Intergovernmental organization

The African Groundnut Council is an Intergovernmental organization designed to promote groundnuts produced in the countries of the Gambia, Mali, Niger, Senegal, the Sudan and Nigeria.

==History==
Founded in June 1964, the AGC was based in Lagos, Nigeria, from its founding until 2005, when it moved to Kano. It moved in 2005 due to lobbying by the Groundnut Farmers Association of Nigeria. The first executive secretary of the organization was Jacques Diouf.

The setting up of AGC was intended to promote economic cooperation and discuss common problems such as commodity pricing among African producers, it also acts as a common marketing, research and publicity body for its members. Governments of producing countries at the turn of independence received a significant percentage of national income and foreign exchange receipts from groundnut. The AGC was initiated to help establish cooperative action to stabilise prices and advance producer interest in the international commodity markets.

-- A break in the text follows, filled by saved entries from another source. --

//! Conversation log: append-only, chronologically ordered turns.
//! Used as context for the completion backend and exposed read-only to callers.

use chrono::{DateTime, Utc};
use serde::Serialize;

/// Speaker of a turn. Serialized as the chat-completion role name.
#[derive(Debug, Clone, Copy, PartialEq, Eq, Serialize)]
#[serde(rename_all = "lowercase")]
pub enum Role {
    User,
    Assistant,
}

impl Role {
    pub fn as_str(&self) -> &'static str {
        match self {
            Role::User => "user",
            Role::Assistant => "assistant",
        }
    }
}

/// One message in the log. Fields are private so a turn cannot change after creation.
#[derive(Debug, Clone, PartialEq, Serialize)]
pub struct Turn {
    role: Role,
    text: String,
    at: DateTime<Utc>,
}

impl Turn {
    pub fn new(role: Role, text: impl Into<String>) -> Self {
        Self {
            role,
            text: text.into(),
            at: Utc::now(),
        }
    }

    pub fn user(text: impl Into<String>) -> Self {
        Self::new(Role::User, text)
    }

    pub fn assistant(text: impl Into<String>) -> Self {
        Self::new(Role::Assistant, text)
    }

    pub fn role(&self) -> Role {
        self.role
    }

    pub fn text(&self) -> &str {
        &self.text
    }

    pub fn at(&self) -> DateTime<Utc> {
        self.at
    }
}

/// Last `n` entries of a turn slice, or all of them when fewer exist.
pub fn tail(turns: &[Turn], n: usize) -> &[Turn] {
    &turns[turns.len().saturating_sub(n)..]
}

/// Ordered, unbounded turn log for one session. No removal or truncation;
/// the log lives until its owning session is dropped.
#[derive(Debug, Clone, Default)]
pub struct Conversation {
    turns: Vec<Turn>,
}

impl Conversation {
    pub fn new() -> Self {
        Self::default()
    }

    pub fn append(&mut self, turn: Turn) {
        self.turns.push(turn);
    }

    /// Full log in insertion order.
    pub fn snapshot(&self) -> &[Turn] {
        &self.turns
    }

    /// Last `n` turns (or all of them when fewer exist). Does not modify the log.
    pub fn recent(&self, n: usize) -> &[Turn] {
        tail(&self.turns, n)
    }

    pub fn len(&self) -> usize {
        self.turns.len()
    }

    pub fn is_empty(&self) -> bool {
        self.turns.is_empty()
    }
}
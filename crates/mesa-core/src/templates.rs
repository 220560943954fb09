//! Static response tables: intent label -> reply, menu item -> product fragment.
//!
//! Both tables are closed enums so every entry is enumerable and tested. Intent
//! labels coming from the classifier stay open strings; anything unmapped lands
//! on [`IntentTemplate::None`].

/// Intent label the classifier emits for "place an order".
pub const PLACE_ORDER_INTENT: &str = "RealizarPedido";

/// Appended to entity replies when the intent is [`PLACE_ORDER_INTENT`].
pub const ORDER_CALL_TO_ACTION: &str = "\n\n📞 Para completar tu pedido llámanos al (123) 456-7890 o escríbenos por WhatsApp al (123) 456-7890. ¡Con gusto lo preparamos!";

/// Intent templates. `None` is the unknown-intent default.
#[derive(Debug, Clone, Copy, PartialEq, Eq)]
pub enum IntentTemplate {
    MenuInfo,
    Horarios,
    Reservacion,
    Ubicacion,
    Precios,
    RealizarPedido,
    None,
}

impl IntentTemplate {
    pub const ALL: [IntentTemplate; 7] = [
        IntentTemplate::MenuInfo,
        IntentTemplate::Horarios,
        IntentTemplate::Reservacion,
        IntentTemplate::Ubicacion,
        IntentTemplate::Precios,
        IntentTemplate::RealizarPedido,
        IntentTemplate::None,
    ];

    /// Classifier label for this entry. Exact, case-sensitive match.
    pub fn label(&self) -> &'static str {
        match self {
            IntentTemplate::MenuInfo => "MenuInfo",
            IntentTemplate::Horarios => "Horarios",
            IntentTemplate::Reservacion => "Reservacion",
            IntentTemplate::Ubicacion => "Ubicacion",
            IntentTemplate::Precios => "Precios",
            IntentTemplate::RealizarPedido => PLACE_ORDER_INTENT,
            IntentTemplate::None => "None",
        }
    }

    /// Exact-key lookup; absent, empty or unknown labels map to `None`.
    pub fn from_label(label: Option<&str>) -> Self {
        let Some(label) = label else {
            return IntentTemplate::None;
        };
        Self::ALL
            .iter()
            .copied()
            .find(|t| t.label() == label)
            .unwrap_or(IntentTemplate::None)
    }

    pub fn text(&self) -> &'static str {
        match self {
            IntentTemplate::MenuInfo => "Nuestro menú incluye:\n- Entradas: Ensalada César, Bruschetta, Sopa del día\n- Platos principales: Pizza artesanal, Pasta Alfredo, Hamburguesa de la casa, Salmón a la parrilla\n- Postres: Tiramisú, Cheesecake, Helado artesanal\n\n¿Te gustaría saber más sobre algún platillo?",
            IntentTemplate::Horarios => "Estamos abiertos de lunes a domingo:\n- Lunes a viernes: 12:00 PM - 11:00 PM\n- Sábados y domingos: 11:00 AM - 12:00 AM",
            IntentTemplate::Reservacion => "Para hacer una reservación, por favor llama al (123) 456-7890 o envíanos un email a reservas@restaurante.com. ¿Para cuántas personas y qué fecha?",
            IntentTemplate::Ubicacion => "Nos encontramos en Av. Principal 123, Centro, Ciudad. Tenemos estacionamiento gratuito y acceso para sillas de ruedas.",
            IntentTemplate::Precios => "Nuestros precios:\n- Entradas: $80 - $150\n- Platos principales: $200 - $450\n- Postres: $80 - $120\n\nMenú del día de lunes a viernes por $180.",
            IntentTemplate::RealizarPedido => "¡Con gusto tomamos tu pedido! ¿Qué platillo te gustaría ordenar? Tenemos pizza, pasta, hamburguesas, ensaladas y postres.",
            IntentTemplate::None => "Puedo ayudarte con información sobre nuestro menú, horarios, reservaciones, ubicación o precios. ¿Qué te gustaría saber?",
        }
    }
}

/// Product fragments keyed by normalized (trimmed, lower-cased) entity text.
#[derive(Debug, Clone, Copy, PartialEq, Eq)]
pub enum MenuItemTemplate {
    Pizza,
    Pasta,
    Hamburguesa,
    Ensalada,
    Salmon,
    Postre,
    Bebida,
}

impl MenuItemTemplate {
    pub const ALL: [MenuItemTemplate; 7] = [
        MenuItemTemplate::Pizza,
        MenuItemTemplate::Pasta,
        MenuItemTemplate::Hamburguesa,
        MenuItemTemplate::Ensalada,
        MenuItemTemplate::Salmon,
        MenuItemTemplate::Postre,
        MenuItemTemplate::Bebida,
    ];

    /// Normalized keys accepted for each item, singular and plural.
    pub fn keys(&self) -> &'static [&'static str] {
        match self {
            MenuItemTemplate::Pizza => &["pizza", "pizzas"],
            MenuItemTemplate::Pasta => &["pasta", "pastas"],
            MenuItemTemplate::Hamburguesa => &["hamburguesa", "hamburguesas"],
            MenuItemTemplate::Ensalada => &["ensalada", "ensaladas"],
            MenuItemTemplate::Salmon => &["salmón", "salmon"],
            MenuItemTemplate::Postre => &["postre", "postres"],
            MenuItemTemplate::Bebida => &["bebida", "bebidas"],
        }
    }

    /// Lookup by raw entity text; trims and lower-cases before matching.
    pub fn lookup(entity_text: &str) -> Option<Self> {
        let key = normalize_entity_text(entity_text);
        Self::ALL
            .iter()
            .copied()
            .find(|item| item.keys().contains(&key.as_str()))
    }

    pub fn fragment(&self) -> &'static str {
        match self {
            MenuItemTemplate::Pizza => "🍕 Nuestras pizzas artesanales:\n- Margarita: $180\n- Pepperoni: $200\n- Hawaiana: $210\n- Cuatro quesos: $230",
            MenuItemTemplate::Pasta => "🍝 Nuestras pastas:\n- Alfredo: $190\n- Boloñesa: $200\n- Carbonara: $210",
            MenuItemTemplate::Hamburguesa => "🍔 Nuestras hamburguesas:\n- Clásica: $160\n- De la casa con tocino: $190\n- Vegetariana: $170",
            MenuItemTemplate::Ensalada => "🥗 Nuestras ensaladas:\n- César: $120\n- Caprese: $130\n- Mediterránea: $140",
            MenuItemTemplate::Salmon => "🐟 Salmón a la parrilla con verduras asadas y arroz: $350",
            MenuItemTemplate::Postre => "🍰 Nuestros postres:\n- Tiramisú: $95\n- Cheesecake: $90\n- Helado artesanal: $80",
            MenuItemTemplate::Bebida => "🥤 Nuestras bebidas:\n- Aguas frescas: $45\n- Refrescos: $40\n- Limonada mineral: $50",
        }
    }
}

/// Entity text normalization shared by lookup and callers.
pub fn normalize_entity_text(text: &str) -> String {
    text.trim().to_lowercase()
}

== Objectives and functions ==

=== Quality control ===
The council played a great role in setting up standards for groundnut quality and ensuring the export met with the expected requirements of international traders.This is very important for maintaining the competitiveness of African groundnut.

==== Advocacy and negotiation ====
The council (AGC) acted as a collective voice for African groundnut manufacturers in international market and also in seeking global influence for trade policies and securing a favorable terms for export.

===== Coordination of product =====
The council helps to harmonize production strategies of members across the countries to prevent oversupply and stabilize prices of groundnut in the world market.